Exercise aim
When you find the line with "Vec3::new(self.x * rhs, self.y" among the records below, reproduce it and each line after it exactly, ending with the line with "self.tick_count.fetch_add(1, Ordering::Relaxed);".

Data excerpts

//! Record book files. `.json` paths are written as JSON, everything else as
//! a validated rkyv archive.

use crate::error::{IoError, Result};
use crate::serialization::{read_json_file, to_json, write_json_file};
use rkyv::de::deserializers::SharedDeserializeMap;
use rkyv::ser::serializers::AllocSerializer;
use rkyv::ser::Serializer;
use rkyv::{Archive, Deserialize, Serialize};
use sha2::{Digest, Sha256};
use std::fs::File;
use std::io::Write;
use std::path::Path;
use wolfpack_data::RecordBook;

pub fn save_rkyv<T, P>(data: &T, path: P) -> anyhow::Result<()>
where
    T: Serialize<AllocSerializer<4096>>,
    T: Archive,
    P: AsRef<Path>,
{
    let mut serializer = AllocSerializer::<4096>::default();
    serializer
        .serialize_value(data)
        .map_err(|e| anyhow::anyhow!("Rkyv serialization error: {:?}", e))?;
    let bytes = serializer.into_serializer().into_inner();
    let mut file = File::create(path)?;
    file.write_all(&bytes)?;
    Ok(())
}

pub fn load_rkyv<T, P>(path: P) -> anyhow::Result<T>
where
    T: Archive,
    T::Archived: Deserialize<T, SharedDeserializeMap>
        + for<'a> rkyv::CheckBytes<rkyv::validation::validators::DefaultValidator<'a>>,
    P: AsRef<Path>,
{
    let bytes = std::fs::read(path)?;
    let archived = rkyv::check_archived_root::<T>(&bytes)
        .map_err(|e| anyhow::anyhow!("Rkyv validation error: {:?}", e))?;
    let mut deserializer = SharedDeserializeMap::default();
    let deserialized: T = archived
        .deserialize(&mut deserializer)
        .map_err(|e| anyhow::anyhow!("Rkyv deserialization error: {:?}", e))?;
    Ok(deserialized)
}

#[derive(Debug, Clone, Copy, PartialEq, Eq)]
pub enum RecordFormat {
    Json,
    Rkyv,
}

impl RecordFormat {
    pub fn for_path(path: &Path) -> Self {
        match path.extension().and_then(|e| e.to_str()) {
            Some(ext) if ext.eq_ignore_ascii_case("json") => Self::Json,
            _ => Self::Rkyv,
        }
    }
}

/// Hex SHA-256 of the book's canonical JSON, with records in key order.
pub fn record_digest(book: &RecordBook) -> Result<String> {
    let mut ordered: Vec<_> = book.records.iter().collect();
    ordered.sort_by_key(|(id, _)| **id);
    let mut hasher = Sha256::new();
    hasher.update(book.tick.to_le_bytes());
    for (id, record) in ordered {
        hasher.update(id.as_bytes());
        hasher.update(to_json(record)?.as_bytes());
    }
    Ok(hex::encode(hasher.finalize()))
}

/// Rejects books whose records claim evaluations from the future.
fn validate(book: &RecordBook) -> Result<()> {
    if let Some((id, record)) = book.records.iter().find(|(_, r)| r.last_rank_tick > book.tick) {
        return Err(IoError::validation(format!(
            "record {} evaluated at tick {} after book tick {}",
            id, record.last_rank_tick, book.tick
        )));
    }
    Ok(())
}

/// Writes `book` and returns its digest.
pub fn save_records<P: AsRef<Path>>(book: &RecordBook, path: P) -> Result<String> {
    let path = path.as_ref();
    validate(book)?;
    match RecordFormat::for_path(path) {
        RecordFormat::Json => write_json_file(book, path)?,
        RecordFormat::Rkyv => save_rkyv(book, path)
            .map_err(|e| IoError::rkyv(e.to_string()).with_context(format!("writing records to {:?}", path)))?,
    }
    let digest = record_digest(book)?;
    tracing::info!(path = ?path, records = book.len(), tick = book.tick, digest = %digest, "Saved pack records");
    Ok(digest)
}

pub fn load_records<P: AsRef<Path>>(path: P) -> Result<RecordBook> {
    let path = path.as_ref();
    if !path.exists() {
        return Err(IoError::not_found(path.display().to_string()));
    }
    let book: RecordBook = match RecordFormat::for_path(path) {
        RecordFormat::Json => read_json_file(path)?,
        RecordFormat::Rkyv => load_rkyv(path)
            .map_err(|e| IoError::rkyv(e.to_string()).with_context(format!("reading records from {:?}", path)))?,
    };
    validate(&book)?;
    tracing::info!(path = ?path, records = book.len(), tick = book.tick, "Loaded pack records");
    Ok(book)
}

#[cfg(test)]
mod tests {
    use super::*;
    use uuid::Uuid;
    use wolfpack_data::{PackId, PackRecord, Rank, Vec3};

    fn book() -> RecordBook {
        let mut book = RecordBook::new(500);
        let pack = PackId(Uuid::new_v4());
        book.insert(
            Uuid::new_v4(),
            PackRecord {
                pack_id: Some(pack),
                territory_center: Some(Vec3::flat(10.0, -4.0)),
                rank: Rank::Alpha,
                alpha_id: None,
                last_rank_tick: 400,
            },
        );
        book
    }

    #[test]
    fn test_format_from_extension() {
        assert_eq!(RecordFormat::for_path(Path::new("packs.json")), RecordFormat::Json);
        assert_eq!(RecordFormat::for_path(Path::new("packs.JSON")), RecordFormat::Json);
        assert_eq!(RecordFormat::for_path(Path::new("packs.bin")), RecordFormat::Rkyv);
        assert_eq!(RecordFormat::for_path(Path::new("packs")), RecordFormat::Rkyv);
    }

    #[test]
    fn test_digest_ignores_map_order() {
        let a = book();
        let mut b = RecordBook::new(a.tick);
        for (id, record) in &a.records {
            b.insert(*id, *record);
        }
        assert_eq!(record_digest(&a).unwrap(), record_digest(&b).unwrap());

        b.tick += 1;
        assert_ne!(record_digest(&a).unwrap(), record_digest(&b).unwrap());
    }

    #[test]
    fn test_future_evaluation_rejected() {
        let mut bad = book();
        bad.tick = 100;
        let path = std::env::temp_dir().join(format!("wolfpack-{}.bin", Uuid::new_v4()));
        assert!(matches!(save_records(&bad, &path), Err(IoError::Validation(_))));
        assert!(!path.exists());
    }

    #[test]
    fn test_missing_file() {
        let path = std::env::temp_dir().join(format!("wolfpack-{}.bin", Uuid::new_v4()));
        assert!(matches!(load_records(&path), Err(IoError::NotFound(_))));
    }
}
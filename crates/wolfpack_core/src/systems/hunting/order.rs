//! Distance-to-prey ordering of a pack, cached per pack.

use std::collections::{BTreeSet, HashMap};
use wolfpack_data::{AgentId, EntitySnapshot, PackId};

/// Packmates sorted by distance to the prey, closest first, with the
/// membership and prey it was built from.
#[derive(Debug, Clone, PartialEq)]
pub struct PackOrder {
    snapshot: Vec<AgentId>,
    built_from: BTreeSet<AgentId>,
    prey: AgentId,
    built_at: u64,
}

impl PackOrder {
    /// Sorts by `(distance, id)` so equal distances still order the same way
    /// for every caller.
    pub fn build(members: &[EntitySnapshot], prey: &EntitySnapshot, now: u64) -> Self {
        let mut ranked: Vec<(f64, AgentId)> = members
            .iter()
            .map(|m| (m.position.distance_to(prey.position), m.id))
            .collect();
        ranked.sort_by(|a, b| a.0.total_cmp(&b.0).then_with(|| a.1.cmp(&b.1)));
        ranked.dedup_by_key(|(_, id)| *id);

        Self {
            built_from: ranked.iter().map(|(_, id)| *id).collect(),
            snapshot: ranked.into_iter().map(|(_, id)| id).collect(),
            prey: prey.id,
            built_at: now,
        }
    }

    /// Valid while the TTL has not elapsed, the prey is unchanged and the
    /// membership is exactly the one the order was built from.
    pub fn is_valid(&self, members: &BTreeSet<AgentId>, prey: AgentId, now: u64, ttl: u64) -> bool {
        now.saturating_sub(self.built_at) < ttl && self.prey == prey && &self.built_from == members
    }

    pub fn index_of(&self, id: AgentId) -> Option<usize> {
        self.snapshot.iter().position(|m| *m == id)
    }

    pub fn snapshot(&self) -> &[AgentId] {
        &self.snapshot
    }

    pub fn built_at(&self) -> u64 {
        self.built_at
    }
}

/// Index of `agent` in the distance order, computed directly without sorting.
pub fn fresh_index(members: &[EntitySnapshot], prey: &EntitySnapshot, agent: AgentId) -> Option<usize> {
    let me = members.iter().find(|m| m.id == agent)?;
    let my_key = (me.position.distance_to(prey.position), me.id);
    let ahead = members
        .iter()
        .filter(|m| m.id != agent)
        .filter(|m| {
            let d = m.position.distance_to(prey.position);
            d.total_cmp(&my_key.0).then_with(|| m.id.cmp(&my_key.1)).is_lt()
        })
        .count();
    Some(ahead)
}

/// One cached [`PackOrder`] per pack.
#[derive(Debug, Default)]
pub struct PackOrderBook {
    orders: HashMap<PackId, PackOrder>,
    rebuilds: u64,
}

impl PackOrderBook {
    /// Index of `agent` among `members` (which must include the agent),
    /// rebuilding the pack's order first if it is stale.
    pub fn index_for(
        &mut self,
        pack: PackId,
        members: &[EntitySnapshot],
        prey: &EntitySnapshot,
        agent: AgentId,
        now: u64,
        ttl: u64,
    ) -> Option<usize> {
        let membership: BTreeSet<AgentId> = members.iter().map(|m| m.id).collect();
        let stale = self
            .orders
            .get(&pack)
            .map_or(true, |order| !order.is_valid(&membership, prey.id, now, ttl));
        if stale {
            self.orders.insert(pack, PackOrder::build(members, prey, now));
            self.rebuilds += 1;
        }
        self.orders.get(&pack).and_then(|order| order.index_of(agent))
    }

    pub fn get(&self, pack: &PackId) -> Option<&PackOrder> {
        self.orders.get(pack)
    }

    pub fn invalidate(&mut self, pack: &PackId) {
        self.orders.remove(pack);
    }

    /// Drops orders for packs that no longer exist.
    pub fn retain_packs(&mut self, live: &BTreeSet<PackId>) {
        self.orders.retain(|pack, _| live.contains(pack));
    }

    pub fn rebuilds(&self) -> u64 {
        self.rebuilds
    }

    pub fn len(&self) -> usize {
        self.orders.len()
    }

    pub fn is_empty(&self) -> bool {
        self.orders.is_empty()
    }
}
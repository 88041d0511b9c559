use rkyv::{Archive, Deserialize as RkyvDeserialize, Serialize as RkyvSerialize};
use serde::{Deserialize, Serialize};
use std::ops::{Add, AddAssign, Mul, Neg, Sub, SubAssign};

/// Magnitudes below this are treated as zero when normalizing.
pub const EPSILON: f64 = 1e-9;

/// A 3D vector used for positions, velocities and steering forces.
///
/// The zero vector doubles as the "no opinion" force: a behavior that has
/// nothing to say for a tick returns [`Vec3::ZERO`].
#[derive(
    Debug,
    Clone,
    Copy,
    PartialEq,
    Default,
    Serialize,
    Deserialize,
    Archive,
    RkyvSerialize,
    RkyvDeserialize,
)]
#[archive(check_bytes)]
pub struct Vec3 {
    pub x: f64,
    pub y: f64,
    pub z: f64,
}

impl Vec3 {
    pub const ZERO: Vec3 = Vec3 {
        x: 0.0,
        y: 0.0,
        z: 0.0,
    };

    #[must_use]
    pub const fn new(x: f64, y: f64, z: f64) -> Self {
        Self { x, y, z }
    }

    /// Point on the ground plane (`y == 0`).
    #[must_use]
    pub const fn flat(x: f64, z: f64) -> Self {
        Self { x, y: 0.0, z }
    }

    #[must_use]
    pub fn magnitude_squared(self) -> f64 {
        self.x * self.x + self.y * self.y + self.z * self.z
    }

    #[must_use]
    pub fn magnitude(self) -> f64 {
        self.magnitude_squared().sqrt()
    }

    #[must_use]
    pub fn is_zero(self) -> bool {
        self.magnitude_squared() < EPSILON * EPSILON
    }

    /// Unit vector in the same direction, or zero for a (near) zero input.
    #[must_use]
    pub fn normalize(self) -> Self {
        let mag = self.magnitude();
        if mag < EPSILON || !mag.is_finite() {
            Self::ZERO
        } else {
            self * (1.0 / mag)
        }
    }

    /// Clamps the magnitude to `max`, preserving direction.
    #[must_use]
    pub fn limit(self, max: f64) -> Self {
        let max = max.max(0.0);
        let mag_sq = self.magnitude_squared();
        if mag_sq > max * max {
            self.normalize() * max
        } else {
            self
        }
    }

    #[must_use]
    pub fn distance_to(self, other: Vec3) -> f64 {
        (other - self).magnitude()
    }

    #[must_use]
    pub fn dot(self, other: Vec3) -> f64 {
        self.x * other.x + self.y * other.y + self.z * other.z
    }

    /// Heading on the x/z plane in radians, measured from +x towards +z.
    #[must_use]
    pub fn bearing(self) -> f64 {
        self.z.atan2(self.x)
    }

    /// Unit vector on the x/z plane for a heading in radians.
    #[must_use]
    pub fn from_bearing(angle: f64) -> Self {
        Self::flat(angle.cos(), angle.sin())
    }

    #[must_use]
    pub fn is_finite(self) -> bool {
        self.x.is_finite() && self.y.is_finite() && self.z.is_finite()
    }
}

impl Add for Vec3 {
    type Output = Vec3;

    fn add(self, rhs: Vec3) -> Vec3 {
        Vec3::new(self.x + rhs.x, self.y + rhs.y, self.z + rhs.z)
    }
}

impl AddAssign for Vec3 {
    fn add_assign(&mut self, rhs: Vec3) {
        *self = *self + rhs;
    }
}

impl Sub for Vec3 {
    type Output = Vec3;

    fn sub(self, rhs: Vec3) -> Vec3 {
        Vec3::new(self.x - rhs.x, self.y - rhs.y, self.z - rhs.z)
    }
}

impl SubAssign for Vec3 {
    fn sub_assign(&mut self, rhs: Vec3) {
        *self = *self - rhs;
    }
}

impl Mul<f64> for Vec3 {
    type Output = Vec3;

    fn mul(self, rhs: f64) -> Vec3 {
        Vec3::new(self.x * rhs, self.y * rhs, self.z * rhs)
    }
}

impl Neg for Vec3 {
    type Output = Vec3;

    fn neg(self) -> Vec3 {
        Vec3::new(-self.x, -self.y, -self.z)
    }
}

impl std::iter::Sum for Vec3 {
    fn sum<I: Iterator<Item = Vec3>>(iter: I) -> Vec3 {
        iter.fold(Vec3::ZERO, |acc, v| acc + v)
    }
}
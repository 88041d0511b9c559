//! Run metrics and structured logging setup.

use std::collections::HashMap;
use std::sync::atomic::{AtomicU64, Ordering};
use std::sync::Mutex;
use std::time::{Duration, Instant};

pub const KILLS: &str = "kills";
pub const HOWLS: &str = "howls";
pub const SCENT_MARKS: &str = "scent_marks";
pub const SIEGES_STARTED: &str = "sieges_started";
pub const SIEGES_ENDED: &str = "sieges_ended";
pub const COLLABORATOR_FAILURES: &str = "collaborator_failures";

/// Counters collected over a run.
pub struct Metrics {
    tick_count: AtomicU64,
    wolf_count: AtomicU64,
    prey_count: AtomicU64,
    counters: Mutex<HashMap<String, AtomicU64>>,
    start_time: Instant,
}

impl Default for Metrics {
    fn default() -> Self {
        Self::new()
    }
}

impl Metrics {
    #[must_use]
    pub fn new() -> Self {
        Self {
            tick_count: AtomicU64::new(0),
            wolf_count: AtomicU64::new(0),
            prey_count: AtomicU64::new(0),
            counters: Mutex::new(HashMap::new()),
            start_time: Instant::now(),
        }
    }

    /// Records a completed tick with its duration.
    pub fn record_tick(&self, duration: Duration, wolves: usize, prey: usize) {
        self.tick_count.fetch_add(1, Ordering::Relaxed);
        self.wolf_count.store(wolves as u64, Ordering::Relaxed);
        self.prey_count.store(prey as u64, Ordering::Relaxed);

        let tick = self.tick_count.load(Ordering::Relaxed);
        if tick % 1000 == 0 {
            tracing::info!(
                tick = tick,
                wolves = wolves,
                prey = prey,
                kills = self.counter(KILLS),
                duration_us = duration.as_micros() as u64,
                "Pack tick"
            );
        }
    }

    pub fn increment_counter(&self, name: &str) {
        self.add_to_counter(name, 1);
    }

    pub fn add_to_counter(&self, name: &str, amount: u64) {
        let mut counters = self.counters.lock().unwrap_or_else(|e| e.into_inner());
        counters
            .entry(name.to_string())
            .or_insert_with(|| AtomicU64::new(0))
            .fetch_add(amount, Ordering::Relaxed);
    }

    #[must_use]
    pub fn counter(&self, name: &str) -> u64 {
        let counters = self.counters.lock().unwrap_or_else(|e| e.into_inner());
        counters
            .get(name)
            .map(|c| c.load(Ordering::Relaxed))
            .unwrap_or(0)
    }

    #[must_use]
    pub fn tick_count(&self) -> u64 {
        self.tick_count.load(Ordering::Relaxed)
    }

    #[must_use]
    pub fn wolf_count(&self) -> u64 {
        self.wolf_count.load(Ordering::Relaxed)
    }

    #[must_use]
    pub fn prey_count(&self) -> u64 {
        self.prey_count.load(Ordering::Relaxed)
    }

    #[must_use]
    pub fn elapsed(&self) -> Duration {
        self.start_time.elapsed()
    }
}

/// Initialize tracing subscriber for logging.
pub fn init_logging() {
    tracing::subscriber::set_global_default(
        tracing_subscriber::FmtSubscriber::builder()
            .with_max_level(tracing::Level::INFO)
            .finish(),
    )
    .ok();
}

Solution below
        Vec3::new(self.x * rhs, self.y * rhs, self.z * rhs)
    }
}

impl Neg for Vec3 {
    type Output = Vec3;

    fn neg(self) -> Vec3 {
        Vec3::new(-self.x, -self.y, -self.z)
    }
}

impl std::iter::Sum for Vec3 {
    fn sum<I: Iterator<Item = Vec3>>(iter: I) -> Vec3 {
        iter.fold(Vec3::ZERO, |acc, v| acc + v)
    }
}
repository 88041d0511b9c559
//! Run metrics and structured logging setup.

use std::collections::HashMap;
use std::sync::atomic::{AtomicU64, Ordering};
use std::sync::Mutex;
use std::time::{Duration, Instant};

pub const KILLS: &str = "kills";
pub const HOWLS: &str = "howls";
pub const SCENT_MARKS: &str = "scent_marks";
pub const SIEGES_STARTED: &str = "sieges_started";
pub const SIEGES_ENDED: &str = "sieges_ended";
pub const COLLABORATOR_FAILURES: &str = "collaborator_failures";

/// Counters collected over a run.
pub struct Metrics {
    tick_count: AtomicU64,
    wolf_count: AtomicU64,
    prey_count: AtomicU64,
    counters: Mutex<HashMap<String, AtomicU64>>,
    start_time: Instant,
}

impl Default for Metrics {
    fn default() -> Self {
        Self::new()
    }
}

impl Metrics {
    #[must_use]
    pub fn new() -> Self {
        Self {
            tick_count: AtomicU64::new(0),
            wolf_count: AtomicU64::new(0),
            prey_count: AtomicU64::new(0),
            counters: Mutex::new(HashMap::new()),
            start_time: Instant::now(),
        }
    }

    /// Records a completed tick with its duration.
    pub fn record_tick(&self, duration: Duration, wolves: usize, prey: usize) {
        self.tick_count.fetch_add(1, Ordering::Relaxed);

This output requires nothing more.